Die Interpretation von Gesichtsausdrücken sei für ihn genauso schwierig gewesen wie das Verständnis von Ironie und Witz. Dabei habe er es nur selten gemerkt, wenn er eine Situation falsch einschätzte. Das war ein grosses Handicap in der britischen Musikszene, wo schlagfertige Ironie und Oscar-Wilde-Zitate zum guten Ton gehören.

Die Krankheit hat Vorteile

Die Asperger-Diagnose – sie wurde später bestätigt – wirft auch ein Licht auf Numans Vorliebe für Roboter, Computer, Automaten ganz allgemein. Wenn er auf der Bühne einen Maschinenmenschen spielte und Texte über Roboterseelen sang, war das seine quasi instinktive Art, sich mit der Welt zu arrangieren. Der Musiker, der später das Flugbrevet erwarb und eine Fluggesellschaft gründete, war zunächst von einem kommunikativen Desaster zum andern getaumelt – bis er 1992 die Liebe seines Lebens fand, eine Frau, die er Jahre vorher als Fan kennengelernt hatte. Als Schwester eines Asperger-Patienten verstand sie es, Numans Reaktionen richtig einzuordnen.

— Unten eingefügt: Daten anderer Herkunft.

//! 大脑服务进程监管：启动、停止、存活确认
//!
//! 启动时记录子进程 PID（内存与数据目录下的 brain.pid），停止时按 PID 精确终止
//! （POSIX 终止整个进程组，Windows 用 taskkill /T）；PID 未知时才退回按模块名匹配终止。
//! 同一时刻最多一个由本工具拉起的服务进程：重新启动前先终止记录在案的旧进程。

use std::path::{Path, PathBuf};
use std::sync::{Arc, Mutex};
use std::time::Duration;

use crate::brain::HealthCheck;
use crate::environment::{
    CommandOutput, CommandRunner, CommandSpec, HostOs, Provisioner, ProvisioningLock,
    RuntimeStrategy,
};

use super::ProvisionError;

pub struct BrainSupervisor {
    provisioner: Arc<Provisioner>,
    runner: Arc<dyn CommandRunner>,
    health: HealthCheck,
    lock: ProvisioningLock,
    startup_grace: Duration,
    /// 传给服务进程的额外环境变量（API Key）
    envs: Vec<(String, String)>,
    pid_file: PathBuf,
    pid: Mutex<Option<u32>>,
    strategy: Mutex<Option<RuntimeStrategy>>,
}

impl BrainSupervisor {
    /// 数据目录下已有 brain.pid 时接管其中的 PID
    pub fn new(
        provisioner: Arc<Provisioner>,
        runner: Arc<dyn CommandRunner>,
        health: HealthCheck,
        lock: ProvisioningLock,
        startup_grace: Duration,
    ) -> Self {
        let pid_file = provisioner.layout().pid_file();
        let pid = read_pid_file(&pid_file);
        if let Some(pid) = pid {
            tracing::debug!(pid, path = %pid_file.display(), "adopted brain server pid");
        }
        Self {
            provisioner,
            runner,
            health,
            lock,
            startup_grace,
            envs: Vec::new(),
            pid_file,
            pid: Mutex::new(pid),
            strategy: Mutex::new(None),
        }
    }

    pub fn with_env(mut self, envs: Vec<(String, String)>) -> Self {
        self.envs = envs;
        self
    }

    /// 本工具启动的服务 PID
    pub fn pid(&self) -> Option<u32> {
        self.pid.lock().ok().and_then(|g| *g)
    }

    /// 最近一次启动使用的运行时
    pub fn active_strategy(&self) -> Option<RuntimeStrategy> {
        self.strategy.lock().ok().and_then(|g| *g)
    }

    /// 接管另一个监管器记录的进程（配置重载后替换监管器时使用）
    pub fn adopt(&self, previous: &BrainSupervisor) {
        let Some(pid) = previous.pid() else {
            return;
        };
        if self.pid().is_some() {
            return;
        }
        self.record(pid, previous.active_strategy());
        if let Err(e) = std::fs::write(&self.pid_file, pid.to_string()) {
            tracing::warn!(error = %e, path = %self.pid_file.display(), "cannot write pid file");
        }
        tracing::debug!(pid, "brain server pid carried over");
    }

    pub async fn is_running(&self) -> bool {
        self.health.check().await.is_healthy()
    }

    /// 启动服务；已在运行时直接返回 true。失败只记录日志并返回 false。
    ///
    /// 与安装共用供给锁。上次启动的进程未能通过健康检查时先终止它，终止失败则不再拉起新进程。
    pub async fn start(&self) -> bool {
        let _guard = self.lock.lock().await;

        if self.is_running().await {
            tracing::info!(url = %self.health.url(), "brain server already running");
            return true;
        }

        if let Some(stale) = self.pid() {
            tracing::warn!(pid = stale, "tracked brain server is unhealthy, terminating it first");
            if !self.stop_tracked(stale).await {
                tracing::error!(pid = stale, "previous brain server still alive, not relaunching");
                return false;
            }
        }

        match self.launch().await {
            Ok(pid) => {
                tokio::time::sleep(self.startup_grace).await;
                let healthy = self.is_running().await;
                if healthy {
                    tracing::info!(pid, "brain server started");
                } else {
                    tracing::warn!(pid, "brain server launched but health check failed");
                }
                healthy
            }
            Err(e) => {
                tracing::error!(error = %e, "failed to start brain server");
                false
            }
        }
    }

    async fn launch(&self) -> Result<u32, ProvisionError> {
        let status = self.provisioner.status().await;
        if !status.brain_package_installed {
            return Err(ProvisionError::PackageNotInstalled);
        }

        let layout = self.provisioner.layout();
        let strategy = layout.active_strategy();
        let mut spec = layout.server_command(strategy);
        for (key, value) in &self.envs {
            spec = spec.env(key.as_str(), value.as_str());
        }
        tracing::info!(%strategy, command = %spec.display(), "launching brain server");

        let pid = self.runner.spawn_detached(&spec).await?;
        self.record(pid, Some(strategy));
        if let Err(e) = tokio::fs::write(&self.pid_file, pid.to_string()).await {
            tracing::warn!(error = %e, path = %self.pid_file.display(), "cannot write pid file");
        }
        Ok(pid)
    }

    /// 停止服务；有 PID 时按 PID 终止，否则按模块名匹配
    pub async fn stop(&self) -> bool {
        if let Some(pid) = self.pid() {
            return self.stop_tracked(pid).await;
        }

        let spec = self.kill_by_pattern();
        tracing::info!(command = %spec.display(), "stopping brain server");
        match self.runner.run(&spec).await {
            Ok(out) if out.success() => true,
            // pkill 退出码 1 表示没有匹配的进程
            Ok(out) if !self.windows() && out.code == Some(1) => {
                tracing::info!("no brain server process found");
                true
            }
            other => {
                log_stop_failure(other);
                false
            }
        }
    }

    /// 按 PID 终止；进程已不存在也算成功。成功后清除 PID 记录，失败时保留
    async fn stop_tracked(&self, pid: u32) -> bool {
        let spec = self.kill_by_pid(pid);
        tracing::info!(pid, command = %spec.display(), "stopping brain server");

        let stopped = match self.runner.run(&spec).await {
            Ok(out) if out.success() => true,
            Ok(out) if process_gone(&out) => {
                tracing::info!(pid, "brain server process already exited");
                true
            }
            other => {
                log_stop_failure(other);
                false
            }
        };

        if stopped {
            self.record_none().await;
        }
        stopped
    }

    fn record(&self, pid: u32, strategy: Option<RuntimeStrategy>) {
        if let Ok(mut guard) = self.pid.lock() {
            *guard = Some(pid);
        }
        if let Ok(mut guard) = self.strategy.lock() {
            *guard = strategy;
        }
    }

    async fn record_none(&self) {
        if let Ok(mut guard) = self.pid.lock() {
            *guard = None;
        }
        if let Ok(mut guard) = self.strategy.lock() {
            *guard = None;
        }
        match tokio::fs::remove_file(&self.pid_file).await {
            Ok(()) => {}
            Err(e) if e.kind() == std::io::ErrorKind::NotFound => {}
            Err(e) => {
                tracing::warn!(error = %e, path = %self.pid_file.display(), "cannot remove pid file")
            }
        }
    }

    fn windows(&self) -> bool {
        self.provisioner
            .layout()
            .platform
            .map(|p| p.os == HostOs::Windows)
            .unwrap_or(cfg!(windows))
    }

    fn kill_by_pid(&self, pid: u32) -> CommandSpec {
        if self.windows() {
            CommandSpec::new("taskkill").args(["/F", "/T", "/PID"]).arg(pid.to_string())
        } else {
            // 服务以独立进程组启动，负 PID 终止整组（含 conda run 派生的解释器）
            CommandSpec::new("kill")
                .args(["-TERM", "--"])
                .arg(format!("-{}", pid))
        }
    }

    fn kill_by_pattern(&self) -> CommandSpec {
        let module = self.provisioner.layout().server_module();
        if self.windows() {
            CommandSpec::new("taskkill").args([
                "/F".to_string(),
                "/IM".to_string(),
                "python.exe".to_string(),
                "/FI".to_string(),
                format!("WINDOWTITLE eq {}", module),
            ])
        } else {
            CommandSpec::new("pkill").arg("-f").arg(module)
        }
    }
}

fn read_pid_file(path: &Path) -> Option<u32> {
    let text = std::fs::read_to_string(path).ok()?;
    match text.trim().parse() {
        Ok(pid) => Some(pid),
        Err(_) => {
            tracing::warn!(path = %path.display(), "ignoring malformed pid file");
            None
        }
    }
}

/// kill / taskkill 报告目标进程不存在
fn process_gone(out: &CommandOutput) -> bool {
    let stderr = out.stderr.to_ascii_lowercase();
    stderr.contains("no such process") || stderr.contains("not found")
}

fn log_stop_failure(outcome: Result<CommandOutput, ProvisionError>) {
    match outcome {
        Ok(out) => {
            tracing::warn!(code = ?out.code, stderr = %out.stderr.trim(), "stop command failed")
        }
        Err(e) => tracing::warn!(error = %e, "stop command failed"),
    }
}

Inzwischen sieht Numan im Asperger-Syndrom auch Vorteile: «Es gibt dir einen Fokus», sagt er. «Es gibt dir die Fähigkeit, schlechte Kritiken aus dem Weg zu schieben und weiterzumachen, als ob nichts gewesen wäre.»

Gary Numan: (R)evolution – Gary Numan, the Autobiography. Constable, London 2020. 456 Seiten, Fr. 41.90.